Da una parte continueranno a schierarsi, oltre ai soliti novax e ai complottisti, anche coloro che considerano insicuri questi ausili anti-Covid realizzati dalla scienza in tempi così ridotti da sembrare fantascientifici; dall’altro gli scienziati continueranno a sgolarsi nel ripetere che nessuna medicina, nemmeno l’aspirina, è priva di rischi e che, rispetto a questi vaccini, rischiamo molto di più ogni volta che usciamo di casa, sulle scale, per strada, in automobile o a piedi, in treno o in aereo. Eppure lo facciamo senza pensarci. E ripetono anche – e indubbiamente a ragione – che le migliaia di persone che da gennaio in qua hanno perso la vita nel nostro Paese, se fossero state vaccinate, oggi sarebbero praticamente tutte ancora qui con noi.

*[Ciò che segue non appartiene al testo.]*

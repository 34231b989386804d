//! User entity - The account holder receipts and cashback requests belong to.
//!
//! Only the account balance is owned by this engine; identity and authentication live in
//! the surrounding platform.

use sea_orm::entity::prelude::*;
use serde::{Deserialize, Serialize};

/// User database model
#[derive(Clone, Debug, PartialEq, Eq, DeriveEntityModel, Serialize, Deserialize)]
#[sea_orm(table_name = "users")]
pub struct Model {
    /// Unique identifier for the user
    #[sea_orm(primary_key)]
    pub id: i64,
    /// Login name, unique across users
    #[sea_orm(unique)]
    pub username: String,
    /// Account balance in minor currency units, recomputed from scratch on every change
    pub balance: i64,
    /// When the user was created
    pub created_at: DateTimeUtc,
    /// When the balance was last written
    pub updated_at: DateTimeUtc,
}

/// Defines relationships between User and other entities
#[derive(Copy, Clone, Debug, EnumIter, DeriveRelation)]
pub enum Relation {
    /// One user submits many receipts
    #[sea_orm(has_many = "super::receipt::Entity")]
    Receipts,
    /// One user files many cashback requests
    #[sea_orm(has_many = "super::cashback_request::Entity")]
    CashbackRequests,
}

impl Related<super::receipt::Entity> for Entity {
    fn to() -> RelationDef {
        Relation::Receipts.def()
    }
}

impl Related<super::cashback_request::Entity> for Entity {
    fn to() -> RelationDef {
        Relation::CashbackRequests.def()
    }
}

impl ActiveModelBehavior for ActiveModel {}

Ma dall’altra parte per molti il timore istintivo della sfortuna resta più forte di ogni ragionamento e a ben poco serve ripetere che se in Italia si vaccinassero tutti i 60 milioni di abitanti, neonati compresi, e se fosse vero che certe morti per trombosi dipendono davvero dall’iniezione antivirus, a tenere per buone le percentuali tra vaccinati e casi di decessi sospetti, i morti nell’intera penisola per causa vaccinale, sarebbero all’incirca cinquanta, almeno mille volte meno dei decessi già causati dal virus nella seconda ondata.

Però quello che colpisce è che questo acceso e quotidiano dibattito è quasi sempre clamorosamente monco: manca, infatti, una parte importante non soltanto per indirizzare le scelte di ognuno, ma soprattutto perché illustra tangibilmente come sia cambiato il nostro mondo. A latitare totalmente, infatti, è la considerazione fondamentale che maggiore è il numero dei vaccinati, minore diventa la possibilità per il virus di contagiare altri esseri umani.

Se, come più volte abbiamo detto, ci troviamo in una fase di snodo, in un momento in cui necessariamente sta avvenendo un cambio di epoca, va sottolineato che le previsioni non possono essere certamente rosse: l’“io” ha riconquistato molti punti sul “noi”. Ce n’eravamo già accorti da moltissimi cambiamenti politici e sociali, ma questo, e soprattutto il fatto che neppure se ne parli, sembra essere una conferma con poche speranze di appello.

Ancora una volta abbiamo dimenticato il significato evangelico della parola “prossimo” alla quale spesso si dà un valore divergente dalla sua sostanza etimologica. Ci si ricorda della frase «Ama il prossimo tuo come te stesso» e inevitabilmente si pensa a questo prossimo come a una persona lontana, diversa, per amare la quale bisogna sforzarsi e sacrificarsi un po’. E invece “prossimo” significa davvero “vicino” in quanto tutti gli esseri umani sono come fossero vicini a noi.

Il caso del Covid è esemplare: pensare a evitare di poter contagiare il prossimo non significa, infatti, soltanto difendere chi si incontra magari per caso, ma vuol dire anche e soprattutto ergersi per prima cosa a baluardo delle persone con cui si vive, che si amano e da cui si è riamati, della cui malattia, o addirittura della morte, non si vorrebbe mai essere, sia pur involontariamente, responsabili..

Forse proprio pensando a questo si può cominciare a percepire che la differenza tra “io” e “noi” è determinante per indirizzare il futuro non soltanto della specie, ma anche del nostro minuscolo, e pur importantissimo, intorno.